Vos réflexions ouvrent une perspective intéressante à explorer.

Vous revendiquez le caractère immédiat et non pas médiat de l’Amour que Dieu se porte à lui-même.
Il me paraît clair que l’idée ou entendement de Dieu constitue le mode infini immédiat de l’attribut de la pensée, ce que Spinoza exprime en E V 40 sc. en se référant à E I 21.
Si je vous suis, il faudrait considérer que l’Amour infini de Dieu (E V 35) constitue, lui aussi, ce mode infini immédiat.
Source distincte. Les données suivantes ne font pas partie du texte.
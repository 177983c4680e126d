// src/lib.rs

pub mod editor;
pub mod error;
pub mod generator;
pub mod map;
pub mod utils;
#![warn(non_snake_case)]
//! # cavegen Entry Point
//!
//! Headless driver for the cave generator. Loads settings (from a JSON file,
//! the command line, or both), runs one automatic generation and prints an
//! ASCII preview of the occupancy map: `#` for walls and `.` for floor.
//!
//! Set `RUST_LOG=debug` to follow each generation step.

use std::error::Error;
use std::io::{self, BufWriter, Write};
use std::path::PathBuf;

use clap::Parser;
use log::info;

use cavegen::editor::{CommandOutput, GeneratorCommand, GeneratorSession};
use cavegen::generator::{Generator, GeneratorSettings};

/// cavegen command-line arguments.
///
/// CLI values override settings loaded from `--config`.
#[derive(Parser, Debug)]
#[command(name = "cavegen", about = "Procedural cave map generator")]
struct CliArgs {
    /// Path to a JSON settings file.
    #[arg(long)]
    config: Option<PathBuf>,

    /// Seed for a reproducible map.
    #[arg(long)]
    seed: Option<u64>,

    /// Side length of the square map.
    #[arg(long)]
    size: Option<usize>,

    /// Refinement passes before and after chamber removal.
    #[arg(long)]
    steps: Option<usize>,

    /// Open wall regions of at most this many cells.
    #[arg(long)]
    pillars: Option<usize>,
}

impl CliArgs {
    fn settings(&self) -> Result<GeneratorSettings, Box<dyn Error>> {
        let mut settings = match &self.config {
            Some(path) => GeneratorSettings::load(path)?,
            None => GeneratorSettings::default(),
        };

        if let Some(seed) = self.seed {
            settings.seed = Some(seed);
        }
        if let Some(size) = self.size {
            settings.map_size = size;
        }
        if let Some(steps) = self.steps {
            settings.refinement_steps = steps;
        }
        if let Some(max) = self.pillars {
            settings.remove_pillars = true;
            settings.max_pillar_size = max;
        }

        settings.validate()?;
        Ok(settings)
    }
}

fn print_map(map: &[Vec<bool>]) -> io::Result<()> {
    let size = map.len();
    let mut out = BufWriter::new(io::stdout().lock());
    for y in 0..size {
        let row: String = map.iter().map(|column| if column[y] { '#' } else { '.' }).collect();
        writeln!(out, "{}", row)?;
    }
    out.flush()
}

fn main() -> Result<(), Box<dyn Error>> {
    // Initialize logging.
    env_logger::init();
    info!("cavegen starting...");

    let args = CliArgs::parse();
    let settings = args.settings()?;

    let mut session = GeneratorSession::new(Generator::new());
    if let CommandOutput::Generated(stats) = session.execute(GeneratorCommand::AutoGenerate(settings))? {
        info!(
            "Main chamber: {} cells, pillars removed: {} cells",
            stats.main_chamber_size, stats.pillar_cells_removed
        );
    }

    print_map(&session.map_buffer_copy())?;
    info!("cavegen exiting.");
    Ok(())
}
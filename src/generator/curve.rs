// src/generator/curve.rs

use serde::{Deserialize, Serialize};

use crate::utils::util::{inverse_lerp, lerp};

/// Maps a radial distance from the map center to the probability that a
/// freshly seeded cell is solid.
pub trait DensityCurve {
    fn evaluate(&self, distance: f32) -> f32;
}

impl<F> DensityCurve for F
where
    F: Fn(f32) -> f32,
{
    fn evaluate(&self, distance: f32) -> f32 {
        self(distance)
    }
}

/// A single `(time, value)` key on a [`KeyframeCurve`].
#[derive(Debug, Clone, Copy, PartialEq, Serialize, Deserialize)]
pub struct Keyframe {
    pub time: f32,
    pub value: f32,
}

impl Keyframe {
    pub const fn new(time: f32, value: f32) -> Self {
        Keyframe { time, value }
    }
}

/// Piecewise-linear curve through a set of keyframes. Outside the keyed
/// range it holds the first or last value.
#[derive(Debug, Clone, PartialEq, Serialize, Deserialize)]
#[serde(from = "Vec<Keyframe>", into = "Vec<Keyframe>")]
pub struct KeyframeCurve {
    keys: Vec<Keyframe>,
}

impl KeyframeCurve {
    pub fn new(mut keys: Vec<Keyframe>) -> Self {
        keys.sort_by(|a, b| a.time.total_cmp(&b.time));
        KeyframeCurve { keys }
    }

    pub fn constant(value: f32) -> Self {
        KeyframeCurve::new(vec![Keyframe::new(0.0, value)])
    }

    pub fn keys(&self) -> &[Keyframe] {
        &self.keys
    }

    pub fn is_empty(&self) -> bool {
        self.keys.is_empty()
    }
}

impl From<Vec<Keyframe>> for KeyframeCurve {
    fn from(keys: Vec<Keyframe>) -> Self {
        KeyframeCurve::new(keys)
    }
}

impl From<KeyframeCurve> for Vec<Keyframe> {
    fn from(curve: KeyframeCurve) -> Self {
        curve.keys
    }
}

impl Default for KeyframeCurve {
    /// Slightly denser at the center and much denser towards the rim, so
    /// seeded maps close off at their edges.
    fn default() -> Self {
        KeyframeCurve::new(vec![
            Keyframe::new(0.0, 0.534),
            Keyframe::new(0.662, 0.487),
            Keyframe::new(1.0, 0.8),
        ])
    }
}

impl DensityCurve for KeyframeCurve {
    fn evaluate(&self, distance: f32) -> f32 {
        let (first, last) = match (self.keys.first(), self.keys.last()) {
            (Some(first), Some(last)) => (first, last),
            _ => return 0.0,
        };
        if distance.is_nan() {
            return last.value;
        }
        if distance <= first.time {
            return first.value;
        }
        if distance >= last.time {
            return last.value;
        }
        // Find the segment that contains `distance`.
        let upper = self.keys.partition_point(|key| key.time <= distance);
        let (a, b) = (self.keys[upper - 1], self.keys[upper]);
        lerp(a.value, b.value, inverse_lerp(a.time, b.time, distance))
    }
}
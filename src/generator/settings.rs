// src/generator/settings.rs

use std::fs;
use std::ops::RangeInclusive;
use std::path::Path;

use log::info;
use serde::{Deserialize, Serialize};

use crate::error::ConfigError;
use crate::generator::curve::KeyframeCurve;

/// Map sizes the generator accepts from configuration.
pub const MAP_SIZE_RANGE: RangeInclusive<usize> = 15..=250;

/// Parameters of one automatic generation run.
#[derive(Debug, Clone, PartialEq, Serialize, Deserialize)]
#[serde(default)]
pub struct GeneratorSettings {
    /// Side length of the square map.
    pub map_size: usize,
    /// Carried through to seeding, which currently ignores it.
    pub initial_density: f32,
    /// Solidity probability by distance from the map center.
    pub density_curve: KeyframeCurve,
    /// Solid cells need at least this many solid neighbors to survive.
    pub min_threshold: usize,
    /// Open cells with more than this many solid neighbors fill in.
    pub max_threshold: usize,
    /// Refine passes before and after chamber removal.
    pub refinement_steps: usize,
    pub max_pillar_size: usize,
    pub remove_pillars: bool,
    pub invert_height: bool,
    /// `None` draws a fresh seed from the OS.
    pub seed: Option<u64>,
}

impl Default for GeneratorSettings {
    fn default() -> Self {
        GeneratorSettings {
            map_size: 128,
            initial_density: 0.4,
            density_curve: KeyframeCurve::default(),
            min_threshold: 4,
            max_threshold: 4,
            refinement_steps: 3,
            max_pillar_size: 20,
            remove_pillars: false,
            invert_height: true,
            seed: None,
        }
    }
}

impl GeneratorSettings {
    /// Parses and validates settings from JSON. Missing fields take their
    /// default values.
    pub fn from_json_str(json: &str) -> Result<Self, ConfigError> {
        let settings: GeneratorSettings = serde_json::from_str(json)?;
        settings.validate()?;
        Ok(settings)
    }

    pub fn load<P: AsRef<Path>>(path: P) -> Result<Self, ConfigError> {
        let path = path.as_ref();
        let json = fs::read_to_string(path)?;
        let settings = Self::from_json_str(&json)?;
        info!("Loaded generator settings from {:?}", path);
        Ok(settings)
    }

    pub fn validate(&self) -> Result<(), ConfigError> {
        if !MAP_SIZE_RANGE.contains(&self.map_size) {
            return Err(ConfigError::Invalid(format!(
                "map_size {} outside {}..={}",
                self.map_size,
                MAP_SIZE_RANGE.start(),
                MAP_SIZE_RANGE.end()
            )));
        }
        if self.min_threshold > self.max_threshold {
            return Err(ConfigError::Invalid(format!(
                "min_threshold {} exceeds max_threshold {}",
                self.min_threshold, self.max_threshold
            )));
        }
        if self.max_threshold > 8 {
            return Err(ConfigError::Invalid(format!(
                "max_threshold {} exceeds the 8 cells of a neighborhood",
                self.max_threshold
            )));
        }
        if self.density_curve.is_empty() {
            return Err(ConfigError::Invalid("density_curve has no keyframes".to_string()));
        }
        Ok(())
    }
}
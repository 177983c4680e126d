// src/editor/session.rs

use std::sync::Arc;

use log::{debug, warn};
use parking_lot::RwLock;

use crate::editor::commands::{CommandOutput, GeneratorCommand};
use crate::error::SessionError;
use crate::generator::{Generator, MapSnapshot};

/// Oldest entries are dropped once the undo stack grows past this.
pub const DEFAULT_HISTORY_LIMIT: usize = 32;

#[derive(Debug, Clone)]
struct HistoryEntry {
    command: GeneratorCommand,
    /// Map state on the other side of the command.
    snapshot: MapSnapshot,
}

/// A generator being edited interactively.
///
/// The generator sits behind an `Arc<RwLock<..>>` so preview code can hold a
/// read handle and copy buffers while the session drives edits.
pub struct GeneratorSession {
    generator: Arc<RwLock<Generator>>,

    undo_stack: Vec<HistoryEntry>,
    redo_stack: Vec<HistoryEntry>,
    history_limit: usize,

    /// Set once any command succeeds.
    is_dirty: bool,
}

impl GeneratorSession {
    pub fn new(generator: Generator) -> Self {
        Self {
            generator: Arc::new(RwLock::new(generator)),
            undo_stack: Vec::new(),
            redo_stack: Vec::new(),
            history_limit: DEFAULT_HISTORY_LIMIT,
            is_dirty: false,
        }
    }

    pub fn with_history_limit(mut self, limit: usize) -> Self {
        self.history_limit = limit;
        self
    }

    /// Shared handle to the generator, for display and export code.
    pub fn generator(&self) -> Arc<RwLock<Generator>> {
        Arc::clone(&self.generator)
    }

    pub fn map_buffer_copy(&self) -> Vec<Vec<bool>> {
        self.generator.read().map_buffer_copy()
    }

    pub fn height_buffer_copy(&self) -> Vec<Vec<f32>> {
        self.generator.read().height_buffer_copy()
    }

    /// Runs `command`. Failed commands leave the map and the history as
    /// they were.
    pub fn execute(&mut self, command: GeneratorCommand) -> Result<CommandOutput, SessionError> {
        let mut generator = self.generator.write();
        let before = generator.snapshot();
        let output = command.execute(&mut generator)?;
        drop(generator);

        debug!("Executed {}", command.name());
        self.undo_stack.push(HistoryEntry {
            command,
            snapshot: before,
        });
        if self.undo_stack.len() > self.history_limit {
            self.undo_stack.remove(0);
        }
        self.redo_stack.clear();
        self.is_dirty = true;
        Ok(output)
    }

    /// Restores the map as it was before the last command and returns that
    /// command.
    pub fn undo(&mut self) -> Result<GeneratorCommand, SessionError> {
        let entry = match self.undo_stack.pop() {
            Some(entry) => entry,
            None => {
                warn!("Undo requested with empty history");
                return Err(SessionError::NothingToUndo);
            }
        };
        let redo = self.swap_snapshot(entry)?;
        let command = redo.command.clone();
        self.redo_stack.push(redo);
        Ok(command)
    }

    /// Reapplies the last undone command's result. The command is not run
    /// again, so random draws are not repeated.
    pub fn redo(&mut self) -> Result<GeneratorCommand, SessionError> {
        let entry = match self.redo_stack.pop() {
            Some(entry) => entry,
            None => {
                warn!("Redo requested with nothing undone");
                return Err(SessionError::NothingToRedo);
            }
        };
        let undo = self.swap_snapshot(entry)?;
        let command = undo.command.clone();
        self.undo_stack.push(undo);
        Ok(command)
    }

    /// Installs `entry`'s snapshot and returns an entry holding the state it
    /// replaced.
    fn swap_snapshot(&mut self, entry: HistoryEntry) -> Result<HistoryEntry, SessionError> {
        let mut generator = self.generator.write();
        let current = generator.snapshot();
        generator.restore(entry.snapshot)?;
        debug!("Restored map state around {}", entry.command.name());
        Ok(HistoryEntry {
            command: entry.command,
            snapshot: current,
        })
    }

    pub fn can_undo(&self) -> bool {
        !self.undo_stack.is_empty()
    }

    pub fn can_redo(&self) -> bool {
        !self.redo_stack.is_empty()
    }

    pub fn is_dirty(&self) -> bool {
        self.is_dirty
    }
}

impl Default for GeneratorSession {
    fn default() -> Self {
        Self::new(Generator::default())
    }
}
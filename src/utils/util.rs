//! Interpolation helpers for density curves.
//!
//! ```
//! use cavegen::utils::util::{inverse_lerp, lerp};
//!
//! let t = inverse_lerp(0.0, 0.662, 0.331);
//! assert_eq!(t, 0.5);
//! assert_eq!(lerp(2.0, 4.0, t), 3.0);
//! ```

/// Linear interpolation between `a` and `b`; `t` is not clamped.
pub fn lerp(a: f32, b: f32, t: f32) -> f32 {
    a + (b - a) * t
}

/// Where `value` sits between `a` and `b` (0 at `a`, 1 at `b`).
/// Returns 0 when the range is empty.
pub fn inverse_lerp(a: f32, b: f32, value: f32) -> f32 {
    if a == b {
        0.0
    } else {
        (value - a) / (b - a)
    }
}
Donc qu’entre cet Amour de Dieu et son entendement, il n’y a qu’une distinction de raison.

Pouvons-nous trouver des arguments en faveur de cette thèse ?

Dans la démonstration d’E V 27, Spinoza écrit :
« qui connaît les choses par ce genre de connaissance [le troisième] passe à la souveraine perfection humaine, et par conséquent (par E III déf. 2) est affecté de la plus haute Joie »

La proposition E V 27 est reprise dans la démonstration d’E V 32, proposition qui s’énonce :
« Tout ce que nous comprenons par le troisième genre de connaissance nous délecte, et ce accompagné de l’idée de Dieu comme cause. »

Notons enfin qu’à la fin du scolie d’E V 33, Spinoza écrit :
« Que si la joie consiste dans le passage à une plus grande perfection, la béatitude doit à coup sûr consister en ce que l’Esprit est doté de la perfection même. »

Le rapprochement de ces trois textes ne suggère-t-il pas que, pour un mode fini et en ce qui concerne la connaissance du troisième genre, il n’y a qu’une distinction de raison entre cette connaissance et la joie (béatitude) qui lui correspond ?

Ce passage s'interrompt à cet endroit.